I was genuinly surprised that this tweet got quite a lot of retweets and likes. However. From personal experience I know that a lot of people, including developers, have difficulties to distinguish the terms. Mainly the difference between encryption and hashing is not clear to many.

Encoding is used to transform data from one data format into another such that the data can be exchanged between different systems. Think for instance about mp4 (video) encoding to transform other video formats into mp4. Encoding isn't designed for securing data and shouldn't be used as such. Encoded data can easily be decoded by applying the used transformation algorithm in the opposite direction.

Encryption is a security measure used to ensure confidentiality of data. It is a reversible transformation of plaintext into ciphertext using an algorithm, called a cipher, and an encryption key. The key should be properly secured and only shared with intended people, because together with the ciphertext and the algorithm it can be used to revert the ciphertext into the plaintext value.

Hashing algorithms are one-way transformations of the input into a hash value. The generated hashes are irreversible. There's no such thing as "dehashing".

There's also no reason you should ever want to do that for legitimate purposes because the purpose of hashing is to ensure integrity, not to revert the input from the hash value.

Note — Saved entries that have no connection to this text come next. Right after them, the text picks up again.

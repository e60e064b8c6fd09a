//! Handlers for manifest and BIF retrieval.
//!
//! A cache miss answers 503 while generation runs in the background; the
//! client is expected to back off and ask again.

use axum::body::Body;
use axum::extract::{Path, State};
use axum::http::header;
use axum::http::StatusCode;
use axum::response::Response;
use axum::Json;
use tokio_util::io::ReaderStream;
use trickplay_core::error::CoreError;
use trickplay_core::manifest::Manifest;
use trickplay_core::types::{ItemId, Width};
use trickplay_pipeline::serving::ServeOutcome;

use crate::error::{AppError, AppResult};
use crate::state::AppState;

/// GET /manifest/{item_id}
pub async fn get_manifest(
    State(state): State<AppState>,
    Path(item_id): Path<String>,
) -> AppResult<Json<Manifest>> {
    let id = parse_item_id(&item_id)?;
    match state.trickplay.get_manifest(id).await? {
        ServeOutcome::Ready(manifest) => Ok(Json(manifest)),
        ServeOutcome::NotReady => Err(AppError::NotReady),
        ServeOutcome::NotFound => Err(not_found("Manifest", item_id)),
    }
}

/// GET /bif/{item_id}/{width}
///
/// Streams the artifact as `application/octet-stream`.
pub async fn get_bif(
    State(state): State<AppState>,
    Path((item_id, width)): Path<(String, Width)>,
) -> AppResult<Response> {
    let id = parse_item_id(&item_id)?;
    let path = match state.trickplay.get_artifact(id, width).await? {
        ServeOutcome::Ready(path) => path,
        ServeOutcome::NotReady => return Err(AppError::NotReady),
        ServeOutcome::NotFound => return Err(not_found("Bif", format!("{item_id}/{width}"))),
    };

    // The artifact can vanish between resolve and open (bulk delete).
    let file = match tokio::fs::File::open(&path).await {
        Ok(file) => file,
        Err(e) if e.kind() == std::io::ErrorKind::NotFound => {
            return Err(not_found("Bif", format!("{item_id}/{width}")));
        }
        Err(e) => return Err(AppError::InternalError(e.to_string())),
    };
    let len = file
        .metadata()
        .await
        .map_err(|e| AppError::InternalError(e.to_string()))?
        .len();

    Response::builder()
        .status(StatusCode::OK)
        .header(header::CONTENT_TYPE, "application/octet-stream")
        .header(header::CONTENT_LENGTH, len.to_string())
        .body(Body::from_stream(ReaderStream::new(file)))
        .map_err(|e| AppError::InternalError(e.to_string()))
}

fn parse_item_id(raw: &str) -> AppResult<ItemId> {
    raw.parse()
        .map_err(|_| AppError::BadRequest(format!("'{raw}' is not a valid item id")))
}

fn not_found(entity: &'static str, id: impl Into<String>) -> AppError {
    AppError::Core(CoreError::NotFound {
        entity,
        id: id.into(),
    })
}
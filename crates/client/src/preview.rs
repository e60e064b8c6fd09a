//! Displayable preview frames.

use std::io::Cursor;

use bytes::Bytes;
use trickplay_core::running_time::display_running_time;
use trickplay_core::types::ticks_to_millis;

/// One frame ready to render next to the seek slider.
#[derive(Debug, Clone, PartialEq, Eq)]
pub struct PreviewImage {
    /// Encoded image, shared with the decoded BIF.
    pub data: Bytes,
    /// Pixel size read from the image header, when it parses.
    pub dimensions: Option<(u32, u32)>,
    pub position_ms: u64,
    /// Elapsed time at the slider position, e.g. `1:02:03` or `4:05`.
    pub label: String,
}

impl PreviewImage {
    pub fn new(data: Bytes, position_ticks: i64) -> Self {
        let dimensions = image::ImageReader::new(Cursor::new(data.as_ref()))
            .with_guessed_format()
            .ok()
            .and_then(|reader| reader.into_dimensions().ok());
        Self {
            data,
            dimensions,
            position_ms: ticks_to_millis(position_ticks),
            label: display_running_time(position_ticks),
        }
    }
}

#[cfg(test)]
pub(crate) fn test_jpeg(width: u32, height: u32) -> Vec<u8> {
    let mut out = Cursor::new(Vec::new());
    image::RgbImage::new(width, height)
        .write_to(&mut out, image::ImageFormat::Jpeg)
        .unwrap();
    out.into_inner()
}
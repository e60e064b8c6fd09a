//! Human-readable playback position labels.

const TICKS_PER_SECOND: i64 = 10_000_000;
const TICKS_PER_MINUTE: i64 = 60 * TICKS_PER_SECOND;
const TICKS_PER_HOUR: i64 = 60 * TICKS_PER_MINUTE;

/// Format a position in 100-ns ticks as `h:mm:ss`, or `m:ss` under an hour.
///
/// Negative positions render as `0:00`.
pub fn display_running_time(ticks: i64) -> String {
    let ticks = ticks.max(0);
    let hours = ticks / TICKS_PER_HOUR;
    let minutes = (ticks % TICKS_PER_HOUR) / TICKS_PER_MINUTE;
    let seconds = (ticks % TICKS_PER_MINUTE) / TICKS_PER_SECOND;

    if hours > 0 {
        format!("{hours}:{minutes:02}:{seconds:02}")
    } else {
        format!("{minutes}:{seconds:02}")
    }
}
use axum::http::StatusCode;
use axum::response::{IntoResponse, Response};
use serde_json::json;
use trickplay_core::error::CoreError;
use trickplay_pipeline::serving::ServeError;

/// Application-level error type for HTTP handlers.
///
/// Implements [`IntoResponse`] to produce consistent JSON error responses.
#[derive(Debug, thiserror::Error)]
pub enum AppError {
    #[error(transparent)]
    Core(#[from] CoreError),

    /// Failure inside the serving layer (library lookup, manifest read).
    #[error(transparent)]
    Serve(#[from] ServeError),

    /// Generation is running for the requested resource; retry later.
    #[error("Trickplay data is still being generated")]
    NotReady,

    #[error("Bad request: {0}")]
    BadRequest(String),

    #[error("Internal error: {0}")]
    InternalError(String),
}

pub type AppResult<T> = Result<T, AppError>;

impl IntoResponse for AppError {
    fn into_response(self) -> Response {
        let (status, code, message) = match &self {
            AppError::Core(core) => match core {
                CoreError::NotFound { entity, id } => (
                    StatusCode::NOT_FOUND,
                    "NOT_FOUND",
                    format!("{entity} with id {id} not found"),
                ),
                CoreError::Validation(msg) => {
                    (StatusCode::BAD_REQUEST, "VALIDATION_ERROR", msg.clone())
                }
                CoreError::Internal(msg) => {
                    tracing::error!(error = %msg, "Internal core error");
                    internal()
                }
            },

            AppError::Serve(err) => {
                tracing::error!(error = %err, "Serving error");
                internal()
            }

            AppError::NotReady => (
                StatusCode::SERVICE_UNAVAILABLE,
                "NOT_READY",
                self.to_string(),
            ),
            AppError::BadRequest(msg) => (StatusCode::BAD_REQUEST, "BAD_REQUEST", msg.clone()),
            AppError::InternalError(msg) => {
                tracing::error!(error = %msg, "Internal error");
                internal()
            }
        };

        let body = json!({
            "error": message,
            "code": code,
        });

        (status, axum::Json(body)).into_response()
    }
}

fn internal() -> (StatusCode, &'static str, String) {
    (
        StatusCode::INTERNAL_SERVER_ERROR,
        "INTERNAL_ERROR",
        "An internal error occurred".to_string(),
    )
}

Let's take password hashing as an example to explain the principle.

Account registration

  1. The user creates an account and specifies a username and password.
  2. When the user clicks on the register button, the username and password are sent to the webserver (hopefully over the secure HTTPS protocol).
  3. Server side, a random string (called salt) is added to the user's password and this value is transformed into a hash by using a cryptographic hashing function. Both the hash value and the salt are stored for each user. The purpose of the salt is to make each hash value unique even for users with the same password.

Account login

  1. The user logs in with his username and password.
  2. When the user clicks on the login button, the username and password are securely sent to the webserver.
  3. Server side, the same cryptographic hashing algorithm used at account creation is used to hash the password specified by the user combined with the salt that is stored for this user.
  4. Only if these two hash values match the user is granted access (=integrity check).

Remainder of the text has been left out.